Transgresiones fútiles
La confrontación ideológica se suple cada vez más por la confrontación gestual


Hay algo que cada vez parece más claro: la dificultad de trasgredir en una sociedad que todo lo absorbe. No es fácil dar con las causas. Muy posiblemente tiene que ver con la pervivencia del paroxismo de la modernidad por lo nuevo. Ser moderno se asociaba al atrevimiento, a la experimentación e, inevitablemente, contenía una valoración positiva más o menos expresa o larvada. Irrumpir en el espacio público con algo original, desconocido y novedoso se convirtió en la auténtica obsesión. Hasta que estos esfuerzos acabaron pulverizados por su continua volatilidad e irrefrenable y vacía reiteración.
Lo que originariamente sirvió para el arte y la moda sigue estando presente en algunos comportamientos políticos, obsesionados por trasladar el valor que tuvieran las vanguardias a la esfera de la política. Ahora ya más como parodia. Véase, por tomar un ejemplo, la decisión de Podemos de que sus líderes no acudieran a los fastos del día de la Constitución. El supuesto valor simbólico del gesto, lejos de desafiar al sistema, se plasma al final en un mero episodio más de la economía de la atención mediática. Algo similar ocurrió en su día con su teatral entrada en las Cortes, su ausencia en el Congreso durante el minuto de silencio por Rita Barberá y tantos otros gestos.
Esta fungibilidad y desarme de lo supuestamente subversivo no es nada extraño. Los anticuerpos del sistema gustan ejercitarse con quienes porfían en retarlo. Lejos de cuestionarlo, lo refuerzan al convertirlos en mercancía mediática. Acaparan la atención, sí, pero al hacerlo lo inmunizan. “Lo que no me mata me hace más fuerte”, que diría Nietzsche.
La tragedia de toda la retórica antisistema de Podemos es que se encuentra presa de la vía elegida para darse a conocer, su irresistible obsesión por la presencia en los medios y su singular activismo en las redes. El continente, lo gestual, al final puede más que el contenido, el núcleo de sus mensajes políticos, disueltos detrás del puro esfuerzo por captar la atención. Ello les conduce al hiperactivismo del “acontecimiento” más que de la verdadera transgresión, les integra en el infotainment y les aparta de la sesuda —e inevitablemente “aburrida”— deliberación.
Es el signo de los tiempos. La confrontación ideológica hoy se va supliendo cada vez más por la confrontación gestual y el agiprop emocional. Las políticas (policies) pasan a un segundo plano.
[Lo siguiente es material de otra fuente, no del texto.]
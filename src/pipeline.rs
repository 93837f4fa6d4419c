use crate::{
    config::Config,
    error::{ExtractError, SkipKind},
    extract::{extract_payload, MetricRecord},
    host::{CandidateFile, Host},
    websummary::{locate, Variant},
};
use serde::Serialize;
use std::collections::HashMap;
use std::path::PathBuf;
use tracing::Level;

#[derive(Debug, Clone, Copy, Default, PartialEq, Eq, Serialize)]
pub struct Counts {
    pub count: usize,
    pub vdj: usize,
}

impl Counts {
    fn bump(&mut self, variant: Variant) {
        match variant {
            Variant::Count => self.count += 1,
            Variant::Vdj => self.vdj += 1,
        }
    }

    pub fn get(&self, variant: Variant) -> usize {
        match variant {
            Variant::Count => self.count,
            Variant::Vdj => self.vdj,
        }
    }

    pub fn total(&self) -> usize {
        self.count + self.vdj
    }
}

#[derive(Debug, Clone, Copy, PartialEq, Eq)]
pub enum RunOutcome {
    Found(Counts),
    /// Nothing usable in the batch; the host should drop this module's section.
    NoSamplesFound,
}

/// One successfully parsed web summary, named and ready for the host.
#[derive(Debug, Clone, Serialize)]
pub struct ParsedSample {
    pub variant: Variant,
    pub sample_name: String,
    pub path: PathBuf,
    pub record: MetricRecord,
    pub warnings: Vec<String>,
}

pub struct Pipeline<H: Host> {
    cfg: Config,
    host: H,
}

impl<H: Host> Pipeline<H> {
    pub fn new(cfg: &Config, host: H) -> Self {
        Self {
            cfg: cfg.clone(),
            host,
        }
    }

    pub fn into_host(self) -> H {
        self.host
    }

    /// Parses every candidate in order and hands one record per sample to the host.
    /// A sample name seen again replaces the earlier record and warnings.
    pub fn run(&mut self, candidates: &[CandidateFile]) -> RunOutcome {
        let mut counts = Counts::default();
        let mut samples: Vec<ParsedSample> = Vec::new();
        let mut index: HashMap<(Variant, String), usize> = HashMap::new();

        for candidate in candidates {
            let parsed = match self.process(candidate) {
                Ok(parsed) => parsed,
                Err(err) => {
                    self.log_skip(candidate, &err);
                    continue;
                }
            };
            self.host.log(
                Level::DEBUG,
                &format!(
                    "{}: {} report for sample {}",
                    candidate.path.display(),
                    parsed.variant,
                    parsed.sample_name
                ),
            );
            counts.bump(parsed.variant);

            let key = (parsed.variant, parsed.sample_name.clone());
            match index.get(&key) {
                Some(&i) => {
                    self.host.log(
                        Level::DEBUG,
                        &format!(
                            "duplicate sample name {}; {} replaces {}",
                            parsed.sample_name,
                            parsed.path.display(),
                            samples[i].path.display()
                        ),
                    );
                    samples[i] = parsed;
                }
                None => {
                    index.insert(key, samples.len());
                    samples.push(parsed);
                }
            }
        }

        for sample in &samples {
            let module = sample.variant.table_id();
            self.host
                .add_sample_record(module, &sample.sample_name, &sample.record);
            // Always sent, empty or not: it replaces what the host holds for this sample.
            self.host
                .add_warnings(module, &sample.sample_name, &sample.warnings);
        }

        if counts.total() == 0 {
            return RunOutcome::NoSamplesFound;
        }
        for variant in [Variant::Count, Variant::Vdj] {
            let n = counts.get(variant);
            if n > 0 {
                self.host.log(
                    Level::INFO,
                    &format!("Found {n} Cell Ranger {variant} reports"),
                );
            }
        }
        RunOutcome::Found(counts)
    }

    /// Read, locate, classify and extract a single candidate.
    pub fn process(&self, candidate: &CandidateFile) -> Result<ParsedSample, ExtractError> {
        let html = candidate.read(self.cfg.limits.max_file_bytes)?;
        let payload = locate(&html)?;
        drop(html);
        let extraction = extract_payload(&payload)?;

        let sample_name = match extraction.sample_name {
            Some(id) if self.cfg.extraction.prefer_report_sample_id => id,
            _ => candidate.sample_name.clone(),
        };

        Ok(ParsedSample {
            variant: extraction.variant,
            sample_name,
            path: candidate.path.clone(),
            record: extraction.record,
            warnings: extraction.warnings,
        })
    }

    fn log_skip(&mut self, candidate: &CandidateFile, err: &ExtractError) {
        let level = match err.kind() {
            SkipKind::NotFound | SkipKind::DecodeError => Level::WARN,
            SkipKind::Unrecognized => Level::DEBUG,
        };
        self.host.log(
            level,
            &format!("{}: skipping, {err}", candidate.path.display()),
        );
    }
}
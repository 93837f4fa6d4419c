use super::{
    collect_numbers, collect_pipeline_info, collect_warnings, require, sample_id, Extraction,
    MetricRecord, MetricRules,
};
use crate::{
    error::ExtractError,
    websummary::{types::CountWebSummary, Variant},
};
use serde::Deserialize;
use serde_json::Value;
use std::sync::LazyLock;

const GEX_LABELS: &[(&str, &str)] = &[
    // sequencing
    ("Number of Reads", "number_of_reads"),
    ("Valid Barcodes", "valid_barcodes"),
    ("Valid UMIs", "valid_umis"),
    ("Sequencing Saturation", "sequencing_saturation"),
    ("Q30 Bases in Barcode", "q30_bases_in_barcode"),
    ("Q30 Bases in RNA Read", "q30_bases_in_rna_read"),
    ("Q30 Bases in RNA Read 2", "q30_bases_in_rna_read_2"),
    ("Q30 Bases in UMI", "q30_bases_in_umi"),
    // mapping
    ("Reads Mapped to Genome", "reads_mapped_to_genome"),
    ("Reads Mapped Confidently to Genome", "reads_mapped_confidently_to_genome"),
    (
        "Reads Mapped Confidently to Intergenic Regions",
        "reads_mapped_confidently_to_intergenic_regions",
    ),
    (
        "Reads Mapped Confidently to Intronic Regions",
        "reads_mapped_confidently_to_intronic_regions",
    ),
    (
        "Reads Mapped Confidently to Exonic Regions",
        "reads_mapped_confidently_to_exonic_regions",
    ),
    (
        "Reads Mapped Confidently to Transcriptome",
        "reads_mapped_confidently_to_transcriptome",
    ),
    ("Reads Mapped Antisense to Gene", "reads_mapped_antisense_to_gene"),
    // cells
    ("Estimated Number of Cells", "estimated_number_of_cells"),
    ("Mean Reads per Cell", "mean_reads_per_cell"),
    ("Median Genes per Cell", "median_genes_per_cell"),
    ("Total Genes Detected", "total_genes_detected"),
    ("Median UMI Counts per Cell", "median_umi_counts_per_cell"),
    ("Fraction Reads in Cells", "fraction_reads_in_cells"),
];

const ANTIBODY_LABELS: &[(&str, &str)] = &[
    ("Number of Reads", "number_of_reads"),
    ("Mean Reads per Cell", "mean_reads_per_cell"),
    ("Valid Barcodes", "valid_barcodes"),
    ("Valid UMIs", "valid_umis"),
    ("Sequencing Saturation", "sequencing_saturation"),
    ("Q30 Bases in Barcode", "q30_bases_in_barcode"),
    ("Q30 Bases in Antibody Read", "q30_bases_in_antibody_read"),
    ("Q30 Bases in UMI", "q30_bases_in_umi"),
    ("Estimated Number of Cells", "estimated_number_of_cells"),
    ("Fraction Antibody Reads", "fraction_antibody_reads"),
    ("Fraction Antibody Reads Usable", "fraction_antibody_reads_usable"),
    ("Antibody Reads Usable per Cell", "reads_usable_per_cell"),
    ("Fraction Antibody Reads in Aggregate Barcodes", "fraction_reads_in_aggregate_barcodes"),
    ("Fraction Unrecognized Antibody", "fraction_unrecognized_antibody"),
    ("Antibody Reads in Cells", "fraction_reads_in_cells"),
    ("Fraction Antibody Reads in Cells", "fraction_reads_in_cells"),
    (
        "Median UMIs per Cell (summed over all recovered antibodies)",
        "median_umis_per_cell",
    ),
];

const REQUIRED: &[&str] = &["estimated_number_of_cells", "mean_reads_per_cell"];

static GEX_RULES: LazyLock<MetricRules> = LazyLock::new(|| MetricRules::new(GEX_LABELS));
static ANTIBODY_RULES: LazyLock<MetricRules> =
    LazyLock::new(|| MetricRules::new(ANTIBODY_LABELS));

/// Extracts a gene expression report. Antibody capture metrics are added with an
/// `antibody_` prefix when the report has an antibody tab.
pub fn extract_count(payload: &Value) -> Result<Extraction, ExtractError> {
    let ws = CountWebSummary::deserialize(payload).map_err(|source| ExtractError::Schema {
        variant: Variant::Count,
        source,
    })?;
    let summary = ws.summary;
    let tab = &summary.summary_tab;

    let mut record = MetricRecord::new();
    if let Some(info) = &tab.pipeline_info_table {
        collect_pipeline_info(&mut record, info);
    }
    for section in [&tab.sequencing, &tab.mapping, &tab.cells] {
        collect_numbers(&mut record, &section.table, &GEX_RULES, "");
    }
    require(&record, Variant::Count, REQUIRED)?;

    if let Some(antibody) = &summary.antibody_tab {
        for section in antibody.sections() {
            collect_numbers(&mut record, &section.table, &ANTIBODY_RULES, "antibody_");
        }
    }

    Ok(Extraction {
        variant: Variant::Count,
        sample_name: sample_id(summary.sample.as_ref()),
        record,
        warnings: collect_warnings(summary.alarms.as_ref()),
    })
}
El campo de batalla es la definición de la realidad, su representación. Gana quien consiga que esta se defina de acuerdo con los intereses de cada parte. Pero la política no solo vive de representaciones, sino de decisiones. Para el buen marxista, la interpretación del mundo en principio debe servir para transformarlo. Y esto solo puede hacerse desde dentro de las instituciones, renovándolas y relegitimándolas para propiciar su conexión a las necesidades ciudadanas, no cuestionándolas en nombre de una alternativa ignota o diluida en mera teatralidad.